Superate le qualifiche, a Doha c’è tampo di ragionare un po’ di tecnica. Sulle YZM ufficiali c’è uno scarico che conferma una scelta tecnica abbozzata a fine 2012 con gli FMF statunitensi e già vista “live” in Italia a Genova sulla moto di Brayton. Lo scarico non ha più la chiocciola sotto la sella ma gira tutt’intorno al gruppo termico: esce sempre posteriormente, va sul lato sinistro della moto, avanza, giro intorono al cilindro per 270° e recupera infine un andamento convenzionale. Questa soluzione risolve evidentemente un paio di criticità della YZF, sviluppa un percorso più lungo (migliore gestione delle prestazioni) ed evita la concentrazione di calore sotto la sella a ridosso del mono; vero è che va a creare una zona calda anteriormente sotto l’aspirazione ma se Yamaha ha scelto di abbandonare la chiocciola per il “salvagente”, complessivamente vede un bilancio positivo.
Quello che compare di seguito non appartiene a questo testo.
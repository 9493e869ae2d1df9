use regex::Regex;
use std::cmp::Ordering;
use std::fmt;
use std::str::FromStr;
use std::sync::LazyLock;
use thiserror::Error;

static VERSION_RE: LazyLock<Regex> = LazyLock::new(|| {
    Regex::new(
        r"(?ix)
        ^\s*v?
        (?:(?P<epoch>[0-9]+)!)?
        (?P<release>[0-9]+(?:\.[0-9]+)*)
        (?:[-_.]?(?P<pre_l>alpha|a|beta|b|preview|pre|c|rc)[-_.]?(?P<pre_n>[0-9]+)?)?
        (?:
            (?:-(?P<post_n1>[0-9]+))
            |
            (?:[-_.]?(?P<post_l>post|rev|r)[-_.]?(?P<post_n2>[0-9]+)?)
        )?
        (?:[-_.]?(?P<dev_l>dev)[-_.]?(?P<dev_n>[0-9]+)?)?
        (?:\+(?P<local>[a-z0-9]+(?:[-_.][a-z0-9]+)*))?
        \s*$",
    )
    .expect("version pattern is valid")
});

#[derive(Debug, Clone, PartialEq, Eq, Error)]
#[error("Invalid version: '{0}'")]
pub struct InvalidVersion(pub String);

/// Pre-release phase, ordered alpha < beta < release candidate.
#[derive(Debug, Clone, Copy, PartialEq, Eq, PartialOrd, Ord, Hash)]
pub enum PreKind {
    Alpha,
    Beta,
    ReleaseCandidate,
}

impl PreKind {
    fn as_str(&self) -> &'static str {
        match self {
            PreKind::Alpha => "a",
            PreKind::Beta => "b",
            PreKind::ReleaseCandidate => "rc",
        }
    }
}

#[derive(Debug, Clone, PartialEq, Eq, PartialOrd, Ord, Hash)]
enum LocalSegment {
    Alpha(String),
    Numeric(u64),
}

impl fmt::Display for LocalSegment {
    fn fmt(&self, f: &mut fmt::Formatter<'_>) -> fmt::Result {
        match self {
            LocalSegment::Alpha(s) => f.write_str(s),
            LocalSegment::Numeric(n) => write!(f, "{n}"),
        }
    }
}

/// A PEP 440 version. Comparison follows the standard precedence rules,
/// so `1.0 == 1.0.0` and `1.0.dev0 < 1.0a1 < 1.0 < 1.0.post1`.
#[derive(Debug, Clone)]
pub struct Version {
    epoch: u64,
    release: Vec<u64>,
    pre: Option<(PreKind, u64)>,
    post: Option<u64>,
    dev: Option<u64>,
    local: Vec<LocalSegment>,
}

impl Version {
    pub fn parse(input: &str) -> Result<Self, InvalidVersion> {
        let invalid = || InvalidVersion(input.to_string());
        let caps = VERSION_RE.captures(input).ok_or_else(invalid)?;

        let number = |name: &str| -> Result<Option<u64>, InvalidVersion> {
            caps.name(name)
                .map(|m| m.as_str().parse::<u64>().map_err(|_| invalid()))
                .transpose()
        };

        let epoch = number("epoch")?.unwrap_or(0);

        let release = caps
            .name("release")
            .ok_or_else(invalid)?
            .as_str()
            .split('.')
            .map(|part| part.parse::<u64>().map_err(|_| invalid()))
            .collect::<Result<Vec<_>, _>>()?;

        let pre = match caps.name("pre_l") {
            Some(label) => {
                let kind = match label.as_str().to_ascii_lowercase().as_str() {
                    "a" | "alpha" => PreKind::Alpha,
                    "b" | "beta" => PreKind::Beta,
                    _ => PreKind::ReleaseCandidate,
                };
                Some((kind, number("pre_n")?.unwrap_or(0)))
            }
            None => None,
        };

        let post = if caps.name("post_n1").is_some() {
            number("post_n1")?
        } else if caps.name("post_l").is_some() {
            Some(number("post_n2")?.unwrap_or(0))
        } else {
            None
        };

        let dev = if caps.name("dev_l").is_some() {
            Some(number("dev_n")?.unwrap_or(0))
        } else {
            None
        };

        let local = caps
            .name("local")
            .map(|m| {
                m.as_str()
                    .split(['-', '_', '.'])
                    .map(|segment| match segment.parse::<u64>() {
                        Ok(n) => LocalSegment::Numeric(n),
                        Err(_) => LocalSegment::Alpha(segment.to_ascii_lowercase()),
                    })
                    .collect()
            })
            .unwrap_or_default();

        Ok(Version {
            epoch,
            release,
            pre,
            post,
            dev,
            local,
        })
    }

    pub fn epoch(&self) -> u64 {
        self.epoch
    }

    pub fn release(&self) -> &[u64] {
        &self.release
    }

    pub fn is_prerelease(&self) -> bool {
        self.pre.is_some() || self.dev.is_some()
    }

    pub fn is_postrelease(&self) -> bool {
        self.post.is_some()
    }

    pub fn has_local(&self) -> bool {
        !self.local.is_empty()
    }

    /// The same version with any `+local` label dropped.
    pub fn public(&self) -> Version {
        Version {
            local: Vec::new(),
            ..self.clone()
        }
    }

    /// True when both versions share epoch and release segments, ignoring
    /// trailing zeros (`1.0` and `1.0.0` share a release).
    pub fn same_release(&self, other: &Version) -> bool {
        self.epoch == other.epoch && compare_release(&self.release, &other.release).is_eq()
    }

    /// True when the first `prefix.len()` release segments equal `prefix`,
    /// padding this version with zeros when it is shorter.
    pub fn release_starts_with(&self, prefix: &[u64]) -> bool {
        prefix
            .iter()
            .enumerate()
            .all(|(i, expected)| self.release.get(i).copied().unwrap_or(0) == *expected)
    }

    fn pre_key(&self) -> PreKey {
        match (self.pre, self.post, self.dev) {
            (None, None, Some(_)) => PreKey::DevOnly,
            (Some((kind, n)), _, _) => PreKey::Pre(kind, n),
            (None, _, _) => PreKey::Final,
        }
    }

    fn dev_key(&self) -> (u8, u64) {
        match self.dev {
            Some(n) => (0, n),
            None => (1, 0),
        }
    }
}

#[derive(Debug, PartialEq, Eq, PartialOrd, Ord)]
enum PreKey {
    DevOnly,
    Pre(PreKind, u64),
    Final,
}

fn compare_release(a: &[u64], b: &[u64]) -> Ordering {
    let len = a.len().max(b.len());
    (0..len)
        .map(|i| {
            a.get(i)
                .copied()
                .unwrap_or(0)
                .cmp(&b.get(i).copied().unwrap_or(0))
        })
        .find(|ordering| ordering.is_ne())
        .unwrap_or(Ordering::Equal)
}

impl Ord for Version {
    fn cmp(&self, other: &Self) -> Ordering {
        self.epoch
            .cmp(&other.epoch)
            .then_with(|| compare_release(&self.release, &other.release))
            .then_with(|| self.pre_key().cmp(&other.pre_key()))
            .then_with(|| self.post.cmp(&other.post))
            .then_with(|| self.dev_key().cmp(&other.dev_key()))
            .then_with(|| self.local.cmp(&other.local))
    }
}

impl PartialOrd for Version {
    fn partial_cmp(&self, other: &Self) -> Option<Ordering> {
        Some(self.cmp(other))
    }
}

impl PartialEq for Version {
    fn eq(&self, other: &Self) -> bool {
        self.cmp(other).is_eq()
    }
}

impl Eq for Version {}

impl FromStr for Version {
    type Err = InvalidVersion;

    fn from_str(s: &str) -> Result<Self, Self::Err> {
        Version::parse(s)
    }
}

impl fmt::Display for Version {
    fn fmt(&self, f: &mut fmt::Formatter<'_>) -> fmt::Result {
        if self.epoch != 0 {
            write!(f, "{}!", self.epoch)?;
        }

        let release: Vec<String> = self.release.iter().map(|n| n.to_string()).collect();
        f.write_str(&release.join("."))?;

        if let Some((kind, n)) = self.pre {
            write!(f, "{}{}", kind.as_str(), n)?;
        }
        if let Some(n) = self.post {
            write!(f, ".post{n}")?;
        }
        if let Some(n) = self.dev {
            write!(f, ".dev{n}")?;
        }
        if !self.local.is_empty() {
            let local: Vec<String> = self.local.iter().map(|s| s.to_string()).collect();
            write!(f, "+{}", local.join("."))?;
        }
        Ok(())
    }
}

#[cfg(test)]
mod tests {
    use super::*;

    fn v(s: &str) -> Version {
        Version::parse(s).unwrap()
    }

    #[test]
    fn normalizes_to_canonical_form() {
        assert_eq!(v("1.0").to_string(), "1.0");
        assert_eq!(v("v2.1.3").to_string(), "2.1.3");
        assert_eq!(v("1.0-alpha.2").to_string(), "1.0a2");
        assert_eq!(v("1.0.preview1").to_string(), "1.0rc1");
        assert_eq!(v("1.0-1").to_string(), "1.0.post1");
        assert_eq!(v("1.0.rev").to_string(), "1.0.post0");
        assert_eq!(v("1!2.0.DEV3").to_string(), "1!2.0.dev3");
        assert_eq!(v("1.0+Ubuntu-1").to_string(), "1.0+ubuntu.1");
    }

    #[test]
    fn rejects_garbage() {
        assert!(Version::parse("latest").is_err());
        assert!(Version::parse("1.0-cuda").is_err());
        assert!(Version::parse("").is_err());
    }

    #[test]
    fn orders_by_precedence() {
        let ordered = [
            "1.0.dev0", "1.0a1", "1.0a2.dev1", "1.0a2", "1.0b1", "1.0rc1", "1.0", "1.0+local",
            "1.0.post1.dev0", "1.0.post1", "1.1", "1!0.1",
        ];
        for pair in ordered.windows(2) {
            assert!(v(pair[0]) < v(pair[1]), "{} < {}", pair[0], pair[1]);
        }
    }

    #[test]
    fn trailing_zeros_compare_equal() {
        assert_eq!(v("1.0"), v("1.0.0"));
        assert!(v("1.0").same_release(&v("1.0.0rc1")));
    }

    #[test]
    fn classifies_prereleases() {
        assert!(v("2.0.0b1").is_prerelease());
        assert!(v("2.0.0.dev4").is_prerelease());
        assert!(!v("2.0.0.post1").is_prerelease());
        assert!(v("2.0.0.post1").is_postrelease());
    }

    #[test]
    fn release_prefix_matching_pads_zeros() {
        assert!(v("1.2").release_starts_with(&[1, 2, 0]));
        assert!(!v("1.3.0").release_starts_with(&[1, 2]));
    }
}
Andrà in serie per il prossimo anno? Potrebbe, visto che Yamaha lo sta utilizzando in gara già da fine 2012; però è vero che le esigenze del racing sono un po’ più estreme rispetto alle modo commerciali, la stessa Honda dell’anno passato è su un doppio binario, la moto ufficiale infatti aveva lo scarico che attreversava la moto da sinistra a destra e l’uscita dalla testa sul lato opposto.
La scelta Yamaha però è verosimile; la decisione deve scontare altri fattori solo apparentemente esterni, la casa dei tre diapason è da tempo attesa al lancio di una duemmezzo a iniezione e sarebbe strano vedere una MX2 fatta in modo diverso dalla MX1, il cilindro rivolto all’indietro commercialmente sembra un passo obligato.